Interview by Jason Judd All artwork by Jennifer Gustavson
Jennifer Gustavson collects, makes, or more often than not, finds herself surrounded by objects. She investigates, what she describes as, the struggle between the burden and the attachment to objects. In this interview Gustavson discusses how her idiosyncrasies become sculpture, through ordering and organizing. Her formal decisions with objects of commodity and sentimentality questions what is important in hierarchy. Perhaps her sculptures reach a sense of poignancy when she states, “There is something complicated and unscientific about the hierarchy of sentimentality.”

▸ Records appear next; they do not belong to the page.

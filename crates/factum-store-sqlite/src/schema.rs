//! SQL schema for the Factum SQLite store.
//!
//! Executed once at connection startup. Future migrations will be gated on
//! `PRAGMA user_version`.

/// Full schema DDL; idempotent thanks to `CREATE TABLE IF NOT EXISTS`.
pub const SCHEMA: &str = "
PRAGMA journal_mode = WAL;
PRAGMA foreign_keys = ON;

CREATE TABLE IF NOT EXISTS users (
    id            INTEGER PRIMARY KEY AUTOINCREMENT,
    email         TEXT NOT NULL UNIQUE,
    password_hash TEXT,             -- argon2 PHC string; NULL for external sign-ins
    display_name  TEXT,
    created_at    TEXT NOT NULL     -- ISO 8601 UTC; store-assigned
);

CREATE TABLE IF NOT EXISTS facts (
    id         INTEGER PRIMARY KEY AUTOINCREMENT,
    slug       TEXT NOT NULL UNIQUE,
    claim      TEXT NOT NULL,
    answer     TEXT NOT NULL,
    status     TEXT NOT NULL DEFAULT 'draft',  -- 'draft' | 'published'
    created_at TEXT NOT NULL,
    updated_at TEXT NOT NULL
);

CREATE TABLE IF NOT EXISTS posts (
    id         INTEGER PRIMARY KEY AUTOINCREMENT,
    slug       TEXT NOT NULL UNIQUE,
    title      TEXT NOT NULL,
    content    TEXT NOT NULL,
    status     TEXT NOT NULL DEFAULT 'draft',
    author_id  INTEGER NOT NULL REFERENCES users(id),
    created_at TEXT NOT NULL,
    updated_at TEXT NOT NULL
);

-- At most one vote per (fact, user); revotes update the row in place.
-- Deleting a fact takes its votes with it.
CREATE TABLE IF NOT EXISTS votes (
    id         INTEGER PRIMARY KEY AUTOINCREMENT,
    fact_id    INTEGER NOT NULL REFERENCES facts(id) ON DELETE CASCADE,
    user_id    INTEGER NOT NULL REFERENCES users(id),
    rating     TEXT NOT NULL,  -- 'helpful' | 'somewhat_helpful' | 'not_helpful'
    created_at TEXT NOT NULL,
    updated_at TEXT NOT NULL,
    UNIQUE (fact_id, user_id)
);

-- Tokens are never deleted; revocation flips is_revoked so the audit
-- trail survives.
CREATE TABLE IF NOT EXISTS api_tokens (
    id         INTEGER PRIMARY KEY AUTOINCREMENT,
    token      TEXT NOT NULL UNIQUE,
    user_id    INTEGER NOT NULL REFERENCES users(id),
    name       TEXT,
    created_at TEXT NOT NULL,
    expires_at TEXT,            -- NULL = never expires
    last_used  TEXT,
    is_revoked INTEGER NOT NULL DEFAULT 0
);

CREATE INDEX IF NOT EXISTS facts_status_idx    ON facts(status, created_at);
CREATE INDEX IF NOT EXISTS posts_author_idx    ON posts(author_id);
CREATE INDEX IF NOT EXISTS votes_fact_idx      ON votes(fact_id);
CREATE INDEX IF NOT EXISTS api_tokens_user_idx ON api_tokens(user_id);

PRAGMA user_version = 1;
";
//! Handlers for `/facts` endpoints.
//!
//! | Method | Path | Notes |
//! |--------|------|-------|
//! | `GET`  | `/facts` | Auth optional; rows carry voteCounts + caller's votes |
//! | `GET`  | `/facts/public` | Published facts only |
//! | `POST` | `/facts` | Body: [`NewFactBody`]; returns 201 + stored fact |
//! | `GET`  | `/facts/:slug` | Single fact with votes |
//! | `PUT`  | `/facts/:slug` | Partial patch; slug follows claim changes |
//! | `DELETE` | `/facts/:slug` | 204; votes cascade |
//! | `POST` | `/facts/:slug/publish` | Force `status = published` |
//!
//! Facts carry no owner — mutation requires authentication, nothing more.

use axum::{
  Json,
  extract::{Path, State},
  http::StatusCode,
  response::IntoResponse,
};
use serde::Deserialize;

use factum_core::{
  content::{Fact, FactPatch, FactWithVotes, NewFact, PublishStatus},
  store::ContentStore,
};

use crate::{
  AppState,
  auth::{Identity, OptionalIdentity},
  error::ApiError,
};

// ─── List ─────────────────────────────────────────────────────────────────────

/// `GET /facts` — newest-first; the `votes` array holds only the caller's
/// own votes (empty for anonymous requests).
pub async fn list<S>(
  State(state): State<AppState<S>>,
  OptionalIdentity(viewer): OptionalIdentity,
) -> Result<Json<Vec<FactWithVotes>>, ApiError>
where
  S: ContentStore,
  S::Error: std::error::Error + Send + Sync + 'static,
{
  let facts = state
    .store
    .list_facts(viewer, false)
    .await
    .map_err(|e| ApiError::Store(Box::new(e)))?;
  Ok(Json(facts))
}

/// `GET /facts/public` — published facts only, no auth.
pub async fn list_public<S>(
  State(state): State<AppState<S>>,
) -> Result<Json<Vec<FactWithVotes>>, ApiError>
where
  S: ContentStore,
  S::Error: std::error::Error + Send + Sync + 'static,
{
  let facts = state
    .store
    .list_facts(None, true)
    .await
    .map_err(|e| ApiError::Store(Box::new(e)))?;
  Ok(Json(facts))
}

// ─── Get one ──────────────────────────────────────────────────────────────────

/// `GET /facts/:slug`
pub async fn get_one<S>(
  State(state): State<AppState<S>>,
  OptionalIdentity(viewer): OptionalIdentity,
  Path(slug): Path<String>,
) -> Result<Json<FactWithVotes>, ApiError>
where
  S: ContentStore,
  S::Error: std::error::Error + Send + Sync + 'static,
{
  let fact = state
    .store
    .get_fact(&slug, viewer)
    .await
    .map_err(|e| ApiError::Store(Box::new(e)))?
    .ok_or(ApiError::FactNotFound(slug))?;
  Ok(Json(fact))
}

// ─── Create ───────────────────────────────────────────────────────────────────

/// JSON body accepted by `POST /facts`.
#[derive(Debug, Deserialize)]
pub struct NewFactBody {
  pub claim:  String,
  pub answer: String,
  /// Defaults to `draft`.
  pub status: Option<PublishStatus>,
}

/// `POST /facts` — returns 201 + the stored fact with its derived slug.
pub async fn create<S>(
  State(state): State<AppState<S>>,
  _identity: Identity,
  Json(body): Json<NewFactBody>,
) -> Result<impl IntoResponse, ApiError>
where
  S: ContentStore,
  S::Error: std::error::Error + Send + Sync + 'static,
{
  if body.claim.trim().is_empty() {
    return Err(ApiError::BadRequest("claim must not be empty".into()));
  }

  let fact = state
    .store
    .create_fact(NewFact {
      claim:  body.claim,
      answer: body.answer,
      status: body.status,
    })
    .await
    .map_err(|e| ApiError::Store(Box::new(e)))?;
  Ok((StatusCode::CREATED, Json(fact)))
}

// ─── Update ───────────────────────────────────────────────────────────────────

/// Partial patch for `PUT /facts/:slug`. Omitted fields keep their stored
/// values.
#[derive(Debug, Deserialize)]
pub struct FactPatchBody {
  pub claim:  Option<String>,
  pub answer: Option<String>,
  pub status: Option<PublishStatus>,
}

/// `PUT /facts/:slug`
pub async fn update<S>(
  State(state): State<AppState<S>>,
  _identity: Identity,
  Path(slug): Path<String>,
  Json(body): Json<FactPatchBody>,
) -> Result<Json<Fact>, ApiError>
where
  S: ContentStore,
  S::Error: std::error::Error + Send + Sync + 'static,
{
  let patch = FactPatch {
    claim:  body.claim,
    answer: body.answer,
    status: body.status,
  };

  let fact = state
    .store
    .update_fact(&slug, patch)
    .await
    .map_err(|e| ApiError::Store(Box::new(e)))?
    .ok_or(ApiError::FactNotFound(slug))?;
  Ok(Json(fact))
}

// ─── Delete ───────────────────────────────────────────────────────────────────

/// `DELETE /facts/:slug` — 204 on success.
pub async fn delete<S>(
  State(state): State<AppState<S>>,
  _identity: Identity,
  Path(slug): Path<String>,
) -> Result<StatusCode, ApiError>
where
  S: ContentStore,
  S::Error: std::error::Error + Send + Sync + 'static,
{
  let deleted = state
    .store
    .delete_fact(&slug)
    .await
    .map_err(|e| ApiError::Store(Box::new(e)))?;

  if deleted {
    Ok(StatusCode::NO_CONTENT)
  } else {
    Err(ApiError::FactNotFound(slug))
  }
}

// ─── Publish ──────────────────────────────────────────────────────────────────

/// `POST /facts/:slug/publish` — status-only patch forcing `published`.
pub async fn publish<S>(
  State(state): State<AppState<S>>,
  _identity: Identity,
  Path(slug): Path<String>,
) -> Result<Json<Fact>, ApiError>
where
  S: ContentStore,
  S::Error: std::error::Error + Send + Sync + 'static,
{
  let patch =
    FactPatch { status: Some(PublishStatus::Published), ..Default::default() };

  let fact = state
    .store
    .update_fact(&slug, patch)
    .await
    .map_err(|e| ApiError::Store(Box::new(e)))?
    .ok_or(ApiError::FactNotFound(slug))?;
  Ok(Json(fact))
}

JJ: When I approach your work, I find it easy to overlook the first thought that presents itself: Purpose. Though most art is inherently purposeful, it does not use everyday objects that I may own. When I move or adjust a table it is for a purpose or reason, either to vacuum, move, or because I did not like the placement. The latter is less practical and more about my personal preference and taste. Are you using purpose as a tool or does it exist inherently in your work? JG: I think I have to first describe my work environment. A large part of my practice involves collecting. I surround myself with various objects; some I make and some are found. I like the extreme range of things, small things to big things, meaningful next to vapid things, etcetera. Part of this involves having to move it around so I can navigate through my space. So stacking and arranging has a basic utilitarian purpose, but it does
serve a deeper artistic purpose too. It always amazes me to how many narratives I can get out of just simply moving stuff around. JJ: There is also a sense of intervention. Perhaps how culture had taught us how to understand these objects are being dismissed in a formal manner. Can you discuss the formal aspects and if there is any intervening happening? JG: Getting the opportunity to exhibit a sculpture is the ultimate intervention and the context of the site can be a crucial element when it comes to placement or even in the specificity of the objects I choose. Many of the pieces I make can’t really be remade. Things get broken, lost or recycled into new pieces. When something gets exhibited, it can only come together in one time and one place.